Sure, there was a roadtrip and talks and a play, but most of my time I spent sitting in front of my two computer screens, searching for, cleaning, structuring and visualizing data on demographics, education, household economics and agricultural production in Burkina Faso and Ghana.
Visualizing data into maps is a pretty simple thing if you know how to use a GIS, and the downloaded data has been structured in an analysis-friendly way by the data provider. I was taught to do basic GIS visualizations years ago on data from Statistics Sweden. There, all data that you download is structured by the municipality codes, and these in turn can easily be connected to municipality boundary files in a GIS. A couple of clicks, and you’ve got a choropleth map showing basically anything you can imagine. That’s how good Statistics Sweden and the Swedish Land Survey are.
Now, this is not at all the case with the data that’s available for Burkina Faso and Ghana. If the data even exists, it’s in pdf format that needs to be digitized, or in an Excel sheet full of errors, and I’ve had to spend hours on cleaning and structuring the data, not to speak of trying to figure out what the data is actually measuring. Ghana has also had a number of district reforms, meaning that data from different years cannot be directly compared. I’ve had to play detective, trying to figure out which districts are the same, and which have been merged or split up.
It is not a particularly intellectually challenging job, but it needs to be done. I fell into the habit of listening to music while doing it, just to keep the energy up. I’ve needed something upbeat and catchy. Naturally,I became obsessed with Taylor Swift. Whenever possible, I’ve had her videos playing in the background. I must have looked deranged whenever a college walked by my desk, twitching by my office chair with spreadsheets and maps covering my two screens, with Taylor singing in my headphones for only me to hear.

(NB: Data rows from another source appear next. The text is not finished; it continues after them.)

/// Read, parse and resolve the configuration file at `path`.
pub fn load_settings(path: impl AsRef<Path>) -> Result<Resolved, ConfigError> {
    let path = path.as_ref();
    if !path.exists() {
        return Err(ConfigError::NotFound {
            path: path.to_path_buf(),
        });
    }
    let text = std::fs::read_to_string(path).map_err(|source| ConfigError::Read {
        path: path.to_path_buf(),
        source,
    })?;
    debug!("Loaded config file: {}", path.display());
    resolve_str(&text)
}

/// Parse a TOML document and resolve it.
pub fn resolve_str(text: &str) -> Result<Resolved, ConfigError> {
    let doc: Table = text.parse()?;
    resolve(&doc)
}

/// Resolve an already parsed document against the process working directory.
pub fn resolve(doc: &Table) -> Result<Resolved, ConfigError> {
    ConfigResolver::new().resolve(doc)
}

/// Stateful resolver; collects fallbacks while walking the document.
#[derive(Debug)]
pub struct ConfigResolver {
    work_dir: PathBuf,
    fallbacks: Vec<Fallback>,
}

impl Default for ConfigResolver {
    fn default() -> Self {
        Self::new()
    }
}
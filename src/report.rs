//! Per-item outcomes and run status.
//!
//! Converters never propagate item failures. Every image, PDF or page that
//! was attempted ends up as one [`ItemOutcome`] in the [`RunReport`], and a
//! run that stopped before doing any work says why in [`RunStatus`].

use crate::error::ConvertError;
use crate::settings::WorkMode;
use std::fmt;
use std::path::PathBuf;

/// How far a run got.
#[derive(Debug, Clone, Copy, PartialEq, Eq)]
pub enum RunStatus {
    /// Every discovered input was attempted.
    Completed,
    /// The configured input directory does not exist.
    InputDirMissing,
    /// The input directory exists but could not be listed.
    InputUnreadable,
    /// The output directory could not be created.
    OutputDirUnavailable,
    /// No matching input files were found.
    NoInputs,
    /// No PDF rasteriser could be bound.
    RasterizerUnavailable,
}

impl fmt::Display for RunStatus {
    fn fmt(&self, f: &mut fmt::Formatter<'_>) -> fmt::Result {
        f.write_str(match self {
            RunStatus::Completed => "completed",
            RunStatus::InputDirMissing => "input directory missing",
            RunStatus::InputUnreadable => "input directory unreadable",
            RunStatus::OutputDirUnavailable => "output directory unavailable",
            RunStatus::NoInputs => "nothing to convert",
            RunStatus::RasterizerUnavailable => "pdfium library unavailable",
        })
    }
}

/// Result of one unit of work.
#[derive(Debug)]
pub enum ItemStatus {
    /// The target was written at its configured path.
    Written,
    /// The configured path was taken; the output went to `target` instead.
    Renamed { requested: PathBuf },
    /// The target already existed and overwriting is disabled.
    Skipped,
    /// Conversion or saving failed.
    Failed(ConvertError),
}

/// One image, PDF or page.
#[derive(Debug)]
pub struct ItemOutcome {
    /// Input file, or the input directory for a merged PDF.
    pub source: PathBuf,
    /// Output file, when one was determined.
    pub target: Option<PathBuf>,
    pub status: ItemStatus,
}

impl ItemOutcome {
    pub fn written(source: impl Into<PathBuf>, target: impl Into<PathBuf>) -> Self {
        Self {
            source: source.into(),
            target: Some(target.into()),
            status: ItemStatus::Written,
        }
    }

    pub fn skipped(source: impl Into<PathBuf>, target: impl Into<PathBuf>) -> Self {
        Self {
            source: source.into(),
            target: Some(target.into()),
            status: ItemStatus::Skipped,
        }
    }

    pub fn failed(
        source: impl Into<PathBuf>,
        target: Option<PathBuf>,
        error: ConvertError,
    ) -> Self {
        Self {
            source: source.into(),
            target,
            status: ItemStatus::Failed(error),
        }
    }

    pub fn is_failed(&self) -> bool {
        matches!(self.status, ItemStatus::Failed(_))
    }

    /// The error of a failed item.
    pub fn error(&self) -> Option<&ConvertError> {
        match &self.status {
            ItemStatus::Failed(e) => Some(e),
            _ => None,
        }
    }
}

/// Counts per [`ItemStatus`] kind.
#[derive(Debug, Clone, Copy, Default, PartialEq, Eq)]
pub struct Summary {
    pub written: usize,
    pub renamed: usize,
    pub skipped: usize,
    pub failed: usize,
}

impl fmt::Display for Summary {
    fn fmt(&self, f: &mut fmt::Formatter<'_>) -> fmt::Result {
        write!(
            f,
            "{} written, {} renamed, {} skipped, {} failed",
            self.written, self.renamed, self.skipped, self.failed
        )
    }
}

/// Everything a converter did in one run.
#[derive(Debug)]
pub struct RunReport {
    pub mode: WorkMode,
    pub status: RunStatus,
    pub items: Vec<ItemOutcome>,
}

impl RunReport {
    pub fn new(mode: WorkMode) -> Self {
        Self {
            mode,
            status: RunStatus::Completed,
            items: Vec::new(),
        }
    }

    /// A run that stopped before attempting any item.
    pub fn stopped(mode: WorkMode, status: RunStatus) -> Self {
        Self {
            mode,
            status,
            items: Vec::new(),
        }
    }

    pub fn summary(&self) -> Summary {
        self.items.iter().fold(Summary::default(), |mut s, item| {
            match item.status {
                ItemStatus::Written => s.written += 1,
                ItemStatus::Renamed { .. } => s.renamed += 1,
                ItemStatus::Skipped => s.skipped += 1,
                ItemStatus::Failed(_) => s.failed += 1,
            }
            s
        })
    }

    /// Paths that were actually written during this run.
    pub fn written_paths(&self) -> Vec<&PathBuf> {
        self.items
            .iter()
            .filter(|i| matches!(i.status, ItemStatus::Written | ItemStatus::Renamed { .. }))
            .filter_map(|i| i.target.as_ref())
            .collect()
    }

    pub fn failures(&self) -> impl Iterator<Item = &ItemOutcome> {
        self.items.iter().filter(|i| i.is_failed())
    }
}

One of her songs is called “22”. The lyrics go like this: It feels like a perfect night to dress up like hipsters and make fun of our exes. It feels like a perfect night for breakfast at midnight, to fall in love with strangers. Yeah, we’re happy, free, confused, and lonely at the same time, it’s miserable and magical. Tonight’s the night when we forget about the deadlines, it’s time. I don’t know about you, but I’m feeling 22. Everything will be alright.
It made me think: Who was I at 22? Probably dressing kind of like a hipster. I still do. I didn’t really have any exes to make fun of. I don’t like breakfast. I did fall in love once that year, but not with a stranger. I was definitely happy, confused and miserable all at the same time. I don’t know how much of a 22-year-old that made me in Taylor’s eyes, but it is a catchy song and I liked to think I once was one of those 22-year-olds in heart-shaped sunglasses next to Taylor. Even if that would be to completely rewrite history.
But one thing is for sure, though: At 22, I did not expect to spend hours cleaning data, staring at uninspiring spreadsheets. And, in a backwards way, kind of enjoying it.
Me at 22, in Namibia doing fieldwork.